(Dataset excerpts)
★ ★ ★ ★ ★

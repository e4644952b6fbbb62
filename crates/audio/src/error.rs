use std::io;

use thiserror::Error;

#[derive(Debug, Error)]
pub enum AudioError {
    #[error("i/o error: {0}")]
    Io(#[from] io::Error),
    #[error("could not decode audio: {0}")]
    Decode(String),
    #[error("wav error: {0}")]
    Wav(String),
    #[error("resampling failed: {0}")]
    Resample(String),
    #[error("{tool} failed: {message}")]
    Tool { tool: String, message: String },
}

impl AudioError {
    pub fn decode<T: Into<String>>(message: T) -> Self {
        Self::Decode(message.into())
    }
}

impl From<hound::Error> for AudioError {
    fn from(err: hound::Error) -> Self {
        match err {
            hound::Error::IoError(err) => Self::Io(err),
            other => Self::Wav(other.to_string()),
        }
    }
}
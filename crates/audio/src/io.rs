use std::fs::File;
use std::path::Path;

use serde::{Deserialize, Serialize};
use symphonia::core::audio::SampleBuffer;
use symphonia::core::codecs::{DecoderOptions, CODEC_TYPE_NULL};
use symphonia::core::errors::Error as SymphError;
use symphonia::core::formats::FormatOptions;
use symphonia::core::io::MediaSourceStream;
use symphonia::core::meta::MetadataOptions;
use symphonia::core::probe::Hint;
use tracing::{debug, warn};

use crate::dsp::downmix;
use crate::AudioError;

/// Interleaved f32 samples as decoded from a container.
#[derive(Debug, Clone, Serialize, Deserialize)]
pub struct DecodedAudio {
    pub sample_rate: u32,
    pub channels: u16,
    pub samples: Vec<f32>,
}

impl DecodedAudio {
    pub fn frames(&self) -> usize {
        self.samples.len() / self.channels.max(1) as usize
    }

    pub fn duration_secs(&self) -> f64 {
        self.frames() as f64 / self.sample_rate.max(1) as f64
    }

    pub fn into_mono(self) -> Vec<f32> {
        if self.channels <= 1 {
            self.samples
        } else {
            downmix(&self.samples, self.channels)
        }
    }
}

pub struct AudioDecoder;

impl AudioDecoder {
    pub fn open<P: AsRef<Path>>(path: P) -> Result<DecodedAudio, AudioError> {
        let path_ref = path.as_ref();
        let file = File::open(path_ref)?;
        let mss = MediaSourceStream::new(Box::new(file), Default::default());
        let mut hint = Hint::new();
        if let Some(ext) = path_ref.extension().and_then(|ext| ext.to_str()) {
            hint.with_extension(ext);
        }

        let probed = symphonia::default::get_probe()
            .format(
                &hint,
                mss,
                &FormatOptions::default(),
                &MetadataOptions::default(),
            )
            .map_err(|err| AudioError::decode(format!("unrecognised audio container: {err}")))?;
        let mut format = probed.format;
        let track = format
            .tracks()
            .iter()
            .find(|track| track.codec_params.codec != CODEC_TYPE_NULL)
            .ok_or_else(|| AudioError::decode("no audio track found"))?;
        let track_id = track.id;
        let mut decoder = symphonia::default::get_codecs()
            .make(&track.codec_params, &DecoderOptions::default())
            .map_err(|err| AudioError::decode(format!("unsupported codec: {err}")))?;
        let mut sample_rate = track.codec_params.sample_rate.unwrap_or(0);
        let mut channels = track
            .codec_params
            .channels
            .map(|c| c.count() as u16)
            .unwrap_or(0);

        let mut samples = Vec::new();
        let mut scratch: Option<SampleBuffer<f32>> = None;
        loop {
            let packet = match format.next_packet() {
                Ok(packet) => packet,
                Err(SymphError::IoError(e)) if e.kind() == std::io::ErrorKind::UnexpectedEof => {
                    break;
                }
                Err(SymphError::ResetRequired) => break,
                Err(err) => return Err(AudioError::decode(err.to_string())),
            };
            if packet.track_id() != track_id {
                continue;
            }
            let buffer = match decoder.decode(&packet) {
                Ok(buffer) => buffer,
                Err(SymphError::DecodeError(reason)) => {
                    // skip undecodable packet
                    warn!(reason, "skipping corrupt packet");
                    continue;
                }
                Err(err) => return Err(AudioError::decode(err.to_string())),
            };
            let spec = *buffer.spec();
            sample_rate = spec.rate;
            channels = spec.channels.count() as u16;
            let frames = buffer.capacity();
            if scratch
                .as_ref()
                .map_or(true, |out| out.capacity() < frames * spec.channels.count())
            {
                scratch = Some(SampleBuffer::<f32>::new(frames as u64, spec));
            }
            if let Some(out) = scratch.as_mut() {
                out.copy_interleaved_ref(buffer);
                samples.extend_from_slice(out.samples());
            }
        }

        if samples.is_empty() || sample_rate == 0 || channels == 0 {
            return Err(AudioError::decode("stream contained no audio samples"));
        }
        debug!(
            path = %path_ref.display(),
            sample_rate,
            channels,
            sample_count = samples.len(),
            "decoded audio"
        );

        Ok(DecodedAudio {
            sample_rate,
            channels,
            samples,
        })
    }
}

★ ★ ★ ★ ★

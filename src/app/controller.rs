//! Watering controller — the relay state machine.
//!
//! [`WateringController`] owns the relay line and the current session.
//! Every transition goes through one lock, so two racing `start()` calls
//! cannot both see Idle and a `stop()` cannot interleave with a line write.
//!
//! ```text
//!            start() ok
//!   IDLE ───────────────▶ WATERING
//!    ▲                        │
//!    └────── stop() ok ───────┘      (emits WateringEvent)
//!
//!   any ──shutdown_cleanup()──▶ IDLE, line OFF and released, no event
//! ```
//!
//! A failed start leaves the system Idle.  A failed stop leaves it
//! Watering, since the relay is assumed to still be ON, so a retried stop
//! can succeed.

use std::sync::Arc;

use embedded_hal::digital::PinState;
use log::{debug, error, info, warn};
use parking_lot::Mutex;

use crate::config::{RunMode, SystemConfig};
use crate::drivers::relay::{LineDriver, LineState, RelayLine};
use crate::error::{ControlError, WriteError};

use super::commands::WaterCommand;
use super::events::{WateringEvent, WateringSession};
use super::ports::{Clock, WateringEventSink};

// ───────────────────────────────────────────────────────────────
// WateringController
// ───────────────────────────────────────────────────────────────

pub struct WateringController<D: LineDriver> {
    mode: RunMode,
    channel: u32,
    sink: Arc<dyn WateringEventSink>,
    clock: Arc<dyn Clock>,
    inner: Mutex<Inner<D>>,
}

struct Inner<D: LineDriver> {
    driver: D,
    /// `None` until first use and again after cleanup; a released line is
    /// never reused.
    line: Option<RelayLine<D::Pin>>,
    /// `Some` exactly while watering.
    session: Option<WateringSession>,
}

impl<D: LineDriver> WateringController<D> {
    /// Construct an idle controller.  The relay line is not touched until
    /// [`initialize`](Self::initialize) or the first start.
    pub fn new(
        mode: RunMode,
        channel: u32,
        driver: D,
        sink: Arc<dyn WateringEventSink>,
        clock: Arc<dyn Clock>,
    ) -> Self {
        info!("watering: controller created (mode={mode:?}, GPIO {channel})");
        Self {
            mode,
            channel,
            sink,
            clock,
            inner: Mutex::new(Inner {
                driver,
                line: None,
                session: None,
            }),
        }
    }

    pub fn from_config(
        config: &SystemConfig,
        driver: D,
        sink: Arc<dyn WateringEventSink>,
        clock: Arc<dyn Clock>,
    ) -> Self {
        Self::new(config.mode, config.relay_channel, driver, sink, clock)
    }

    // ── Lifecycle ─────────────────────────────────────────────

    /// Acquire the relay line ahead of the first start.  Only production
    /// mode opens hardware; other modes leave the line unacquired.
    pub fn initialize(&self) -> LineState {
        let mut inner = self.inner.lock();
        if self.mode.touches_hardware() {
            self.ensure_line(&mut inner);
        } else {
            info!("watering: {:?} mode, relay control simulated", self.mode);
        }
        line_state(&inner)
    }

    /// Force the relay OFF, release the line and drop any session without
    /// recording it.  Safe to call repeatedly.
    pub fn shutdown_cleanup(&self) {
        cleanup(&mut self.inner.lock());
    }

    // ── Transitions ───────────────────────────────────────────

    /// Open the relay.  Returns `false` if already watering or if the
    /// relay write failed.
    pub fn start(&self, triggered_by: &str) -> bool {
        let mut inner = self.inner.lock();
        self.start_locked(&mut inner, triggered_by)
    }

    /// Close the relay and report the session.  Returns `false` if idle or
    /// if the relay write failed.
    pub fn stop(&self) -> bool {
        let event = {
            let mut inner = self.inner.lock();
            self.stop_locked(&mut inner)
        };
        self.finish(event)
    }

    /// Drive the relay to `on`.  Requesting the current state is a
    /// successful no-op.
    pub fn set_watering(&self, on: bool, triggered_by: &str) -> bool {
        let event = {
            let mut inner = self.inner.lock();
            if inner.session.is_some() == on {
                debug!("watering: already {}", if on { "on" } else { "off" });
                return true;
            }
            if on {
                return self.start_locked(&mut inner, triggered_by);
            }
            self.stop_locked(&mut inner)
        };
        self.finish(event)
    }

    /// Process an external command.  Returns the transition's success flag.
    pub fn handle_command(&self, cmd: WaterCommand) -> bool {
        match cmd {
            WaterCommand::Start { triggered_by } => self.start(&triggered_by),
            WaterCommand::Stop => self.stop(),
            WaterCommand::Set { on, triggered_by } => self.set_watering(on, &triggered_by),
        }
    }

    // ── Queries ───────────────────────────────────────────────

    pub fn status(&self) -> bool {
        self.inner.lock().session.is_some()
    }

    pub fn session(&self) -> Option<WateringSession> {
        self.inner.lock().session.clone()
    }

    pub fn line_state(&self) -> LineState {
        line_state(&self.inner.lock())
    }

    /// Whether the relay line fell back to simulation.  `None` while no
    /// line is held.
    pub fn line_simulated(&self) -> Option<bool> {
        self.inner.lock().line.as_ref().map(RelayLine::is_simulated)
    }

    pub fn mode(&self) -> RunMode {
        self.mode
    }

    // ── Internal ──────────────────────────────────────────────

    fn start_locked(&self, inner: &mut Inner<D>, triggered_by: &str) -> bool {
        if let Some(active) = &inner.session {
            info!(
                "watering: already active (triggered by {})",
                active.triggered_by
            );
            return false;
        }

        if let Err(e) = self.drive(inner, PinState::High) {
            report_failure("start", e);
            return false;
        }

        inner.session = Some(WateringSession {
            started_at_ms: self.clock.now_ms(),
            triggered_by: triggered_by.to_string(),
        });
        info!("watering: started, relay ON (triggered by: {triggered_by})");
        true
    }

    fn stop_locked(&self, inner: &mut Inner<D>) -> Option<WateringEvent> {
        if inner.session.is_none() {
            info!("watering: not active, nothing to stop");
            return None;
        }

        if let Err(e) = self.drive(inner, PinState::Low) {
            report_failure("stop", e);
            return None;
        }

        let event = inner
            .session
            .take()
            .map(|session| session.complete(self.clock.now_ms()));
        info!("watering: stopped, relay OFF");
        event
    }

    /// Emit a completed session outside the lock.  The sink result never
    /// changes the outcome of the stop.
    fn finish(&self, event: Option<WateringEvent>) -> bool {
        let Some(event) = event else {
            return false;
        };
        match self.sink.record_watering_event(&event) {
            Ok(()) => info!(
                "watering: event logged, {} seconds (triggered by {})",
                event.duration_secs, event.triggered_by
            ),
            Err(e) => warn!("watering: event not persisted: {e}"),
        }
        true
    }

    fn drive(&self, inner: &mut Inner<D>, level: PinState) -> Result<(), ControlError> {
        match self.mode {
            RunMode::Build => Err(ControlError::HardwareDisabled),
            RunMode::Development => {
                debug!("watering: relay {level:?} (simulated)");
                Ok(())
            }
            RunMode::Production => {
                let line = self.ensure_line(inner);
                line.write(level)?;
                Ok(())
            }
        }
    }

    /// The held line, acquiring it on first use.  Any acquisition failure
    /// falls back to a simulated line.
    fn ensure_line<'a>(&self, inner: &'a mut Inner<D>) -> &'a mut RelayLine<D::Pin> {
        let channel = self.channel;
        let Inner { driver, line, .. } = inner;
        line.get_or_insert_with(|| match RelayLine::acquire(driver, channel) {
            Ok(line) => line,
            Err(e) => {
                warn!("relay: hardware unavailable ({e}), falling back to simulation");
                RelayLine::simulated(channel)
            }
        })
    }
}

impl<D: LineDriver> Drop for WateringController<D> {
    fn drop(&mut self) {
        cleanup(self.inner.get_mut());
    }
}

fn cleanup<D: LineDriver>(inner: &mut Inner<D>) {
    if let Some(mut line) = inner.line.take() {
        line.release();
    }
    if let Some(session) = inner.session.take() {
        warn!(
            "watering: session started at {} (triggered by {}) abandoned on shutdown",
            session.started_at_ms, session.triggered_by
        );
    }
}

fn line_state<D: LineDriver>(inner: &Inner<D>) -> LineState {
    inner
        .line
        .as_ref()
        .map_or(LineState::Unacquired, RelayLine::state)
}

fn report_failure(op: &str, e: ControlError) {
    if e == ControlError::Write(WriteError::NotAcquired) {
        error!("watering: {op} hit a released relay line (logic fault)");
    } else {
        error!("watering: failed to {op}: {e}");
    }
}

★ ★ ★ ★ ★

- [TASK]:
Find every line in the records above that contains the word "derive", and copy each one.

- [TASK SOLUTION]:
#[derive(Debug, Error)]
#[derive(Debug, Clone, Serialize, Deserialize)]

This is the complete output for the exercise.